White Hat Institute

Use “Cain & Abel” to capture the user credentials

“Cain and Abel” is a password recovery software for Microsoft Windows. It can recover numerous sorts of passwords using techniques like network packet sniffing, breaking different secret word hashes by using methods such as dictionary assaults, brute force, and cryptanalysis assaults. The software also removes the hidden passwords by showing passwords in specific software packages. It learns wireless network keys for forgotten Wi-Fi login information. The software has some security benefits, too, by indicating where passwords are insecure in an active system.

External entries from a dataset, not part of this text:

//! Benchmark fixtures for macrometrics.

use std::sync::Arc;

use chrono::{Months, NaiveDate};
use macrometrics_estimated::{ChainStacker, Estimated};
use macrometrics_types::{MacroError, Result, TimeSeriesFrame};
use macrometrics_var::VarModel;
use ndarray::{Array2, Array3};

/// Size of a synthetic VAR fixture.
#[derive(Debug, Clone, Copy)]
pub struct FixtureConfig {
    /// Number of variables.
    pub n: usize,
    /// Lag order.
    pub p: usize,
    /// Number of observations.
    pub observations: usize,
    /// Draws per chain for the sampled coefficients.
    pub draws: usize,
    /// Number of chains.
    pub chains: usize,
}

impl Default for FixtureConfig {
    fn default() -> Self {
        Self {
            n: 3,
            p: 2,
            observations: 200,
            draws: 500,
            chains: 4,
        }
    }
}

impl FixtureConfig {
    /// Short label for benchmark ids, e.g. `n3-p2-t200`.
    pub fn label(&self) -> String {
        format!("n{}-p{}-t{}", self.n, self.p, self.observations)
    }
}

/// Evenly spaced numeric index `0, 1, …, len - 1`.
pub fn numeric_index(len: usize) -> Vec<f64> {
    (0..len).map(|t| t as f64).collect()
}

/// Quarter-end dates starting at 1960-03-31.
pub fn quarterly_index(len: usize) -> Result<Vec<NaiveDate>> {
    let start = NaiveDate::from_ymd_opt(1960, 3, 31)
        .ok_or_else(|| MacroError::InvalidArgument("invalid start date".to_string()))?;
    (0..len)
        .map(|q| {
            let months = u32::try_from(3 * q)
                .map_err(|_| MacroError::InvalidArgument(format!("quarter {q} out of range")))?;
            start
                .checked_add_months(Months::new(months))
                .ok_or_else(|| MacroError::InvalidArgument(format!("quarter {q} out of range")))
        })
        .collect()
}

/// Deterministic, stable lag coefficients for one draw.
fn coefficients(n: usize, p: usize, jitter: f64) -> Array2<f64> {
    Array2::from_shape_fn((n, n * p), |(i, j)| {
        let own = j % n == i;
        let decay = 0.5 / (1 + j / n) as f64;
        if own { decay + jitter } else { 0.01 * jitter }
    })
}

/// Chain-stacked posterior draws of the lag coefficients.
pub fn sampled_coefficients(config: &FixtureConfig) -> Result<Estimated> {
    let (n, p, draws) = (config.n, config.p, config.draws);
    let mut stacker = ChainStacker::new();
    for chain in 0..config.chains {
        let mut values = Array3::<f64>::zeros((n, n * p, draws));
        for d in 0..draws {
            let jitter = 0.001 * ((chain * draws + d) % 17) as f64;
            values
                .index_axis_mut(ndarray::Axis(2), d)
                .assign(&coefficients(n, p, jitter));
        }
        stacker.push(values)?;
    }
    Ok(stacker.finish(())?.into())
}

/// Builds a VAR model over a noiseless simulated series.
///
/// # Errors
///
/// Propagates construction errors; the defaults always succeed.
pub fn var_fixture(config: &FixtureConfig) -> Result<VarModel<TimeSeriesFrame<f64>>> {
    let (n, p, len) = (config.n, config.p, config.observations);
    let b = coefficients(n, p, 0.0);
    let mut values = Array2::<f64>::zeros((len, n));
    for t in 0..len {
        let mut row = ndarray::Array1::from_elem(n, 1.0);
        for k in 1..=p.min(t) {
            let block = b.slice(ndarray::s![.., (k - 1) * n..k * n]);
            row += &block.dot(&values.row(t - k));
        }
        values.row_mut(t).assign(&row);
    }

    let data = Arc::new(TimeSeriesFrame::new(numeric_index(len), values)?);
    VarModel::new(
        n,
        p,
        sampled_coefficients(config)?,
        Estimated::fixed(ndarray::Array1::from_elem(n, 1.0)),
        Estimated::fixed(Array2::eye(n)),
        data,
    )
}

#[cfg(test)]
mod tests {
    use super::*;

    #[test]
    fn test_default_fixture_builds() {
        let config = FixtureConfig {
            draws: 10,
            chains: 2,
            ..FixtureConfig::default()
        };
        let model = var_fixture(&config).unwrap();
        assert_eq!(model.num_samples(), 20);
        assert_eq!(config.label(), "n3-p2-t200");
    }

    #[test]
    fn test_quarterly_index() {
        let index = quarterly_index(5).unwrap();
        assert_eq!(index[1], NaiveDate::from_ymd_opt(1960, 6, 30).unwrap());
        assert_eq!(index[4], NaiveDate::from_ymd_opt(1961, 3, 31).unwrap());
    }
}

To download this tool, visit the http://www.oxid.it/cain.html” page.

cain & abel 1

Once you install the Cain and run it for the first time, you’ll be greeted with an empty dashboard, as is shown in the screenshot.

cane & able 2

Click the “Sniffer” tab on the top and then click the “Start/Stop Sniffer” button on the toolbar. Then, select the “+” or “Add to list” button to open up Cain & Abel’s “MAC address scanner” windowWe can utilize the MAC address scanner to check all the accessible hosts on the system with an ARP Request broadcast storm. Since we are on a private network (10.10.10.0/24), Cain and Abel are going to filter for all the accessible hosts somewhere in the range of 10.10.10.1 and 10.10.10.254.

cane & able 3

After the scan is complete, Cain will display all available hosts with their IP and MAC addresses. While remaining on the “Sniffer” tab, go to the bottom toolbar and click on the “APR” tab to perform the ARP Poisoning attack.

cane & able 4

Click any place in the top pane and afterward click the “+” or “Add to list” sign at the top once more. It will open the “New ARP Poison Routing” window. To capture the traffic from the objective to the gateway, we need to select two IP addresses, one for the gateway (10.10.10.1) and another for the victim (10.10.10.10.4), and then click on the “OK” button.

cane & able 5

After ARP poisoning is set and prepared, we can tap the “Start/Stop APR” button on the device’s top bar to begin the process.

cane & able 6

It will change the status from “idle” to “poisoning,” as is shown on the screenshot.

cane & able 7

With the man-in-the-middle assault started, we will most likely completely re-course the traffic returning and forward from 10.10.10.4 and 10.10.10.1. In this way, when the objective demands a Web webpage, that solicitation will make a trip to the attacker’s PC. The attacker will, at that point, forward the traffic to the gateway, and the gateway will then forward the traffic out onto the Internet to the web server facilitating that web website. 

The web server will send back the data in a response that was to the gateway. The gateway will, at that point, forward the response to the attacker, and afterward, the attacker will pass it on to the objective. The objective and the gateway will have no clue that the whole traffic is intercepted.

cane able 8

Obviously, with this assault, we will most likely observe wherever the objective is going on the Internet. If the victim enters passwords, they will appear in the passwords tab (if it’s HTTP traffic). If there is a lot of HTTPS traffic, we can decrypt it with the SSLstrip tool (if applicable because some web browsers won’t permit it).

cane able 9

“Cain and Abel” is classified as malware or a virus, so it is sometimes blocked. However, disabling antivirus has no impact, and installation proceeds without a hitch. This is why it is regarded as a “false positive.” It has a user-friendly interface with a basic design. It addresses flaws in the protocol’s standards.

The great thing about “Cain and Abel” software is that it doesn’t depend on general bugs and errors in your operating system to locate passwords. Instead, it examines logs, caches, brute-force attacks, and stored conversations.